On 30 June 1963, a car bomb in Ciaculli killed seven police and military officers sent to defuse it after an anonymous phone call. The outrage over the Ciaculli massacre changed the Mafia war into a war against the Mafia. It prompted the first concerted anti-Mafia efforts by the state in post-war Italy. The Sicilian Mafia Commission was dissolved and of those mafiosi who had escaped arrest, many went abroad.

==Trial and death==
Angelo La Barbera was charged with seven murders. He was one of the few mafiosi who received a heavy sentence at the Trial of the 114 against the Mafia in Catanzaro in December 1968. He was sentenced to 22 years but appealed. In May 1970, a government decree established that defendants whose sentences had not yet become final after they had been held without bail for four to six years had to be released provisionally pending their appeals. La Barbera was one of the benefactors and had to post USD 1,400 bail.

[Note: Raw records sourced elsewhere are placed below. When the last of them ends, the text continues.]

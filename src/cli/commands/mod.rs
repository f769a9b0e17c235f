//! CLI command definitions and dispatch.
//!
//! Each subcommand is implemented in its own submodule:
//! - `catalog`: reference catalog overview
//! - `enrich`: playlist enrichment report
//! - `recommend`: closest playlist, generated playlist, feature ranking

mod catalog;
mod enrich;
mod recommend;

use clap::{Parser, Subcommand};
use std::path::{Path, PathBuf};

pub use catalog::cmd_catalog;
pub use enrich::cmd_enrich;
pub use recommend::{cmd_closest, cmd_feature, cmd_recommend};

use crate::config::{self, Config};
use crate::error::Error;
use crate::model::EnrichedTrack;

/// Tempo Scout CLI
#[derive(Parser)]
#[command(author, version, about, long_about = None)]
pub struct Cli {
    #[command(subcommand)]
    pub command: Commands,
}

/// Available subcommands
#[derive(Subcommand)]
pub enum Commands {
    /// Summarize the reference catalog and its playlists
    Catalog {
        /// Path to the catalog CSV (or set catalog.path in the config file)
        #[arg(short, long, env = "TEMPO_SCOUT_CATALOG")]
        catalog: Option<PathBuf>,
        /// Tracks per synthesized playlist when the file has no labels
        #[arg(long)]
        chunk_size: Option<usize>,
        /// Remember this catalog path as the configured default
        #[arg(long)]
        save_default: bool,
    },
    /// Enrich a user playlist with catalog audio features
    Enrich {
        /// Path to the user playlist CSV
        playlist: PathBuf,
        /// Path to the catalog CSV
        #[arg(short, long, env = "TEMPO_SCOUT_CATALOG")]
        catalog: Option<PathBuf>,
        /// Fuzzy match acceptance threshold (0-100)
        #[arg(long)]
        threshold: Option<f64>,
    },
    /// Find the catalog playlist closest to the playlist's mean tempo
    Closest {
        /// Path to the user playlist CSV
        playlist: PathBuf,
        /// Path to the catalog CSV
        #[arg(short, long, env = "TEMPO_SCOUT_CATALOG")]
        catalog: Option<PathBuf>,
        /// Fuzzy match acceptance threshold (0-100)
        #[arg(long)]
        threshold: Option<f64>,
        /// Output format: text, json
        #[arg(long, default_value = "text")]
        format: String,
    },
    /// Generate a fresh playlist around the playlist's mean tempo
    Recommend {
        /// Path to the user playlist CSV
        playlist: PathBuf,
        /// Path to the catalog CSV
        #[arg(short, long, env = "TEMPO_SCOUT_CATALOG")]
        catalog: Option<PathBuf>,
        /// Fuzzy match acceptance threshold (0-100)
        #[arg(long)]
        threshold: Option<f64>,
        /// Number of tracks to return
        #[arg(short, long)]
        size: Option<usize>,
        /// Half-width of the tempo window in BPM
        #[arg(long)]
        window: Option<f64>,
        /// Keep tracks the playlist already contains instead of excluding them
        #[arg(long)]
        keep_known: bool,
        /// Output format: text, json
        #[arg(long, default_value = "text")]
        format: String,
    },
    /// Rank catalog tracks by closeness to the playlist's mean of one feature
    Feature {
        /// Path to the user playlist CSV
        playlist: PathBuf,
        /// Feature name (tempo, popularity, energy, danceability, ...)
        feature: String,
        /// Path to the catalog CSV
        #[arg(short, long, env = "TEMPO_SCOUT_CATALOG")]
        catalog: Option<PathBuf>,
        /// Fuzzy match acceptance threshold (0-100)
        #[arg(long)]
        threshold: Option<f64>,
        /// Number of tracks to return
        #[arg(short, long)]
        size: Option<usize>,
        /// Output format: text, json
        #[arg(long, default_value = "text")]
        format: String,
    },
}

/// Run the specified CLI command.
pub fn run_command(cli: &Cli) -> anyhow::Result<()> {
    let config = config::load();

    match &cli.command {
        Commands::Catalog {
            catalog,
            chunk_size,
            save_default,
        } => cmd_catalog(&config, catalog.as_deref(), *chunk_size, *save_default),
        Commands::Enrich {
            playlist,
            catalog,
            threshold,
        } => cmd_enrich(&config, playlist, catalog.as_deref(), *threshold),
        Commands::Closest {
            playlist,
            catalog,
            threshold,
            format,
        } => cmd_closest(&config, playlist, catalog.as_deref(), *threshold, format),
        Commands::Recommend {
            playlist,
            catalog,
            threshold,
            size,
            window,
            keep_known,
            format,
        } => cmd_recommend(
            &config,
            playlist,
            catalog.as_deref(),
            *threshold,
            *size,
            *window,
            *keep_known,
            format,
        ),
        Commands::Feature {
            playlist,
            feature,
            catalog,
            threshold,
            size,
            format,
        } => cmd_feature(
            &config,
            playlist,
            feature,
            catalog.as_deref(),
            *threshold,
            *size,
            format,
        ),
    }
}

// ============================================================================
// Shared helper functions
// ============================================================================

/// Resolve the catalog path from the CLI flag or the config file.
pub(crate) fn resolve_catalog_path(
    config: &Config,
    flag: Option<&Path>,
) -> anyhow::Result<PathBuf> {
    let path = flag.map(Path::to_path_buf)
        .or_else(|| config.catalog.path.clone())
        .ok_or_else(|| {
            Error::config(format!(
                "no catalog path given; pass --catalog or set catalog.path in {}",
                config::config_path()
                    .map(|p| p.display().to_string())
                    .unwrap_or_else(|| "the config file".to_string())
            ))
        })?;
    Ok(path)
}

/// Load the catalog with CLI overrides applied.
pub(crate) fn load_catalog(
    config: &Config,
    flag: Option<&Path>,
    chunk_size: Option<usize>,
) -> anyhow::Result<crate::catalog::Catalog> {
    let path = resolve_catalog_path(config, flag)?;
    let chunk_size = chunk_size.unwrap_or(config.catalog.chunk_size);
    Ok(crate::catalog::load_with_chunk_size(&path, chunk_size)?)
}

/// Read and enrich a user playlist against an already-loaded catalog.
pub(crate) fn load_enriched(
    config: &Config,
    catalog: &crate::catalog::Catalog,
    playlist: &Path,
    threshold: Option<f64>,
) -> anyhow::Result<Vec<EnrichedTrack>> {
    let user = crate::playlist::read(playlist)?;
    let threshold = threshold.unwrap_or(config.matching.fuzzy_threshold);
    Ok(crate::enrichment::enrich(&user, catalog, threshold)?)
}

/// Print the no-matches notice used by every recommendation command.
pub(crate) fn report_no_matches() {
    println!("No matching songs found in the catalog; nothing to recommend.");
}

Pending the appeal, he was sent into banishment in the North of Italy and later to Linosa, a remote island off the coast of Sicily. At the end of 1973, his sentence was reduced to ten years and six months. When he was finally locked up in a prison in Perugia in 1975, three mafiosi stabbed him to death on 28 October 1975. By then his power and influence had declined sharply. The Mafia family he had led was dissolved. According to newspaper reports, the murder was probably ordered by the Greco cousins. Mafia expert and journalist Michele Pantaleone claimed that La Barbera was eliminated because he might have threatened to reveal the involvement of politicians with the Mafia.

==Biography==
- Servadio, Gaia (1974). Angelo La Barbera: the profile of a Mafia boss, London: Quartet Books, 1974.